▶ _Assigned task_: For the entries below, say how many lines include the word "comment" and add nothing else.
Supplied information: Begin
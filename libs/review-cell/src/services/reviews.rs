// libs/review-cell/src/services/reviews.rs
use chrono::Utc;
use reqwest::Method;
use serde_json::{json, Value};
use std::sync::Arc;
use tracing::info;
use uuid::Uuid;

use shared_config::AppConfig;
use shared_database::supabase::SupabaseClient;
use shared_models::auth::User;
use shared_utils::authz::{self, Role};

use crate::models::{
    CreateReviewReportRequest, CreateReviewRequest, Review, ReviewError, ReviewReport,
    ReviewReportStatus, UpdateReviewRequest, REMOVED_PLACEHOLDER,
};
use crate::services::moderation::{GeminiModeration, ReviewModeration};

const DEFAULT_REMOVAL_REASON: &str = "Abusive content";

/// Clinic reviews with moderation and rating aggregation. The clinic's
/// rating is recomputed from every review of the clinic on each write,
/// removed reviews included.
pub struct ReviewService {
    supabase: Arc<SupabaseClient>,
    moderation: Arc<dyn ReviewModeration>,
}

impl ReviewService {
    pub fn new(config: &AppConfig) -> Self {
        Self {
            supabase: Arc::new(SupabaseClient::new(config)),
            moderation: Arc::new(GeminiModeration::new(config)),
        }
    }

    pub fn with_moderation(config: &AppConfig, moderation: Arc<dyn ReviewModeration>) -> Self {
        Self {
            supabase: Arc::new(SupabaseClient::new(config)),
            moderation,
        }
    }

    /// Lists a clinic's reviews newest first. Removed reviews keep their
    /// rating but show a placeholder comment.
    pub async fn list_reviews(
        &self,
        clinic_id: Uuid,
        auth_token: Option<&str>,
    ) -> Result<Vec<Review>, ReviewError> {
        let path = format!(
            "/rest/v1/reviews?clinic_id=eq.{}&order=created_at_utc.desc",
            clinic_id
        );

        let mut reviews: Vec<Review> = self
            .supabase
            .request(Method::GET, &path, auth_token, None)
            .await
            .map_err(|e| ReviewError::Database(e.to_string()))?;

        for review in &mut reviews {
            if review.is_removed {
                review.comment = REMOVED_PLACEHOLDER.to_string();
            }
        }

        Ok(reviews)
    }

    pub async fn create_review(
        &self,
        clinic_id: Uuid,
        request: CreateReviewRequest,
        requester: &User,
        auth_token: &str,
    ) -> Result<Review, ReviewError> {
        validate_rating(request.rating)?;

        if Role::from_user(requester) == Role::ClinicAdmin {
            return Err(ReviewError::Forbidden);
        }

        self.assert_clinic_exists(clinic_id, auth_token).await?;

        let comment = request.comment.unwrap_or_default().trim().to_string();
        let verdict = self.moderation.moderate(&comment).await;

        let mut body = json!({
            "id": Uuid::new_v4(),
            "clinic_id": clinic_id,
            "user_id": requester.id,
            "rating": request.rating,
            "comment": comment,
            "created_at_utc": Utc::now().to_rfc3339(),
            "is_removed": false,
        });

        if verdict.blocked {
            body["is_removed"] = json!(true);
            body["removed_reason"] =
                json!(verdict.reason.unwrap_or_else(|| DEFAULT_REMOVAL_REASON.to_string()));
            body["original_comment"] = body["comment"].clone();
            body["comment"] = json!(REMOVED_PLACEHOLDER);
            body["moderated_at_utc"] = json!(Utc::now().to_rfc3339());
        }

        let mut rows = self
            .supabase
            .insert_returning("/rest/v1/reviews", Some(auth_token), body)
            .await
            .map_err(|e| ReviewError::Database(e.to_string()))?;

        if rows.is_empty() {
            return Err(ReviewError::Database(
                "Review insert returned no row".to_string(),
            ));
        }
        let review: Review = serde_json::from_value(rows.remove(0))
            .map_err(|e| ReviewError::Database(e.to_string()))?;

        self.recompute_clinic_rating(clinic_id, auth_token).await?;

        info!("Created review {} for clinic {}", review.id, clinic_id);
        Ok(review)
    }

    pub async fn update_review(
        &self,
        clinic_id: Uuid,
        review_id: Uuid,
        request: UpdateReviewRequest,
        requester: &User,
        auth_token: &str,
    ) -> Result<Review, ReviewError> {
        validate_rating(request.rating)?;

        let existing = self.fetch_review(clinic_id, review_id, auth_token).await?;
        if !authz::can_access(requester, Some(existing.user_id.as_str())) {
            return Err(ReviewError::Forbidden);
        }

        let comment = request.comment.unwrap_or_default().trim().to_string();
        let verdict = self.moderation.moderate(&comment).await;

        let body = if verdict.blocked {
            json!({
                "rating": request.rating,
                "comment": REMOVED_PLACEHOLDER,
                "is_removed": true,
                "removed_reason": verdict.reason.unwrap_or_else(|| DEFAULT_REMOVAL_REASON.to_string()),
                "original_comment": comment,
                "moderated_at_utc": Utc::now().to_rfc3339(),
            })
        } else {
            // A clean edit reinstates a previously removed review
            json!({
                "rating": request.rating,
                "comment": comment,
                "is_removed": false,
                "removed_reason": null,
                "moderated_at_utc": Utc::now().to_rfc3339(),
            })
        };

        let path = format!(
            "/rest/v1/reviews?id=eq.{}&clinic_id=eq.{}",
            review_id, clinic_id
        );
        let mut rows = self
            .supabase
            .conditional_update(&path, Some(auth_token), body)
            .await
            .map_err(|e| ReviewError::Database(e.to_string()))?;

        if rows.is_empty() {
            return Err(ReviewError::NotFound);
        }
        let review: Review = serde_json::from_value(rows.remove(0))
            .map_err(|e| ReviewError::Database(e.to_string()))?;

        self.recompute_clinic_rating(clinic_id, auth_token).await?;

        Ok(review)
    }

    /// Files a report against a review. A second report from the same
    /// user while one is still pending is accepted silently.
    pub async fn report_review(
        &self,
        clinic_id: Uuid,
        review_id: Uuid,
        request: CreateReviewReportRequest,
        requester: &User,
        auth_token: &str,
    ) -> Result<(), ReviewError> {
        self.fetch_review(clinic_id, review_id, auth_token).await?;

        let pending_path = format!(
            "/rest/v1/review_reports?review_id=eq.{}&reporter_user_id=eq.{}&status=eq.pending",
            review_id, requester.id
        );
        let pending: Vec<Value> = self
            .supabase
            .request(Method::GET, &pending_path, Some(auth_token), None)
            .await
            .map_err(|e| ReviewError::Database(e.to_string()))?;

        if !pending.is_empty() {
            return Ok(());
        }

        let body = json!({
            "id": Uuid::new_v4(),
            "review_id": review_id,
            "reporter_user_id": requester.id,
            "reason": request.reason.unwrap_or_default().trim(),
            "status": ReviewReportStatus::Pending,
            "created_at_utc": Utc::now().to_rfc3339(),
        });

        self.supabase
            .insert_returning("/rest/v1/review_reports", Some(auth_token), body)
            .await
            .map_err(|e| ReviewError::Database(e.to_string()))?;

        info!("Review {} reported by {}", review_id, requester.id);
        Ok(())
    }

    /// Marks a report handled. Admin only; the report keeps its reporter
    /// and reason for audit.
    pub async fn resolve_report(
        &self,
        report_id: Uuid,
        requester: &User,
        auth_token: &str,
    ) -> Result<ReviewReport, ReviewError> {
        if !authz::is_admin(requester) {
            return Err(ReviewError::Forbidden);
        }

        let path = format!("/rest/v1/review_reports?id=eq.{}", report_id);
        let mut rows = self
            .supabase
            .conditional_update(
                &path,
                Some(auth_token),
                json!({"status": ReviewReportStatus::Resolved}),
            )
            .await
            .map_err(|e| ReviewError::Database(e.to_string()))?;

        if rows.is_empty() {
            return Err(ReviewError::ReportNotFound);
        }

        let report: ReviewReport = serde_json::from_value(rows.remove(0))
            .map_err(|e| ReviewError::Database(e.to_string()))?;

        info!("Report {} resolved by {}", report.id, requester.id);
        Ok(report)
    }

    async fn fetch_review(
        &self,
        clinic_id: Uuid,
        review_id: Uuid,
        auth_token: &str,
    ) -> Result<Review, ReviewError> {
        let path = format!(
            "/rest/v1/reviews?id=eq.{}&clinic_id=eq.{}",
            review_id, clinic_id
        );

        let reviews: Vec<Review> = self
            .supabase
            .request(Method::GET, &path, Some(auth_token), None)
            .await
            .map_err(|e| ReviewError::Database(e.to_string()))?;

        reviews.into_iter().next().ok_or(ReviewError::NotFound)
    }

    async fn assert_clinic_exists(
        &self,
        clinic_id: Uuid,
        auth_token: &str,
    ) -> Result<(), ReviewError> {
        let path = format!("/rest/v1/clinics?id=eq.{}&select=id", clinic_id);

        let clinics: Vec<Value> = self
            .supabase
            .request(Method::GET, &path, Some(auth_token), None)
            .await
            .map_err(|e| ReviewError::Database(e.to_string()))?;

        if clinics.is_empty() {
            return Err(ReviewError::ClinicNotFound);
        }
        Ok(())
    }

    /// Full recomputation over every rating the clinic has, so the stored
    /// average can never drift from the review table.
    async fn recompute_clinic_rating(
        &self,
        clinic_id: Uuid,
        auth_token: &str,
    ) -> Result<(), ReviewError> {
        let path = format!("/rest/v1/reviews?clinic_id=eq.{}&select=rating", clinic_id);

        let rows: Vec<Value> = self
            .supabase
            .request(Method::GET, &path, Some(auth_token), None)
            .await
            .map_err(|e| ReviewError::Database(e.to_string()))?;

        let ratings: Vec<i64> = rows.iter().filter_map(|r| r["rating"].as_i64()).collect();
        let average = mean_rating(&ratings);

        let clinic_path = format!("/rest/v1/clinics?id=eq.{}", clinic_id);
        self.supabase
            .conditional_update(&clinic_path, Some(auth_token), json!({"rating": average}))
            .await
            .map_err(|e| ReviewError::Database(e.to_string()))?;

        Ok(())
    }
}

fn validate_rating(rating: i32) -> Result<(), ReviewError> {
    if !(1..=5).contains(&rating) {
        return Err(ReviewError::Validation(
            "Rating must be between 1 and 5".to_string(),
        ));
    }
    Ok(())
}

/// Mean rating rounded to two decimals; 0.0 for a clinic with no reviews.
fn mean_rating(ratings: &[i64]) -> f64 {
    if ratings.is_empty() {
        return 0.0;
    }
    let sum: i64 = ratings.iter().sum();
    let avg = sum as f64 / ratings.len() as f64;
    (avg * 100.0).round() / 100.0
}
Supplied information: End
▶ _Exercise output_: 12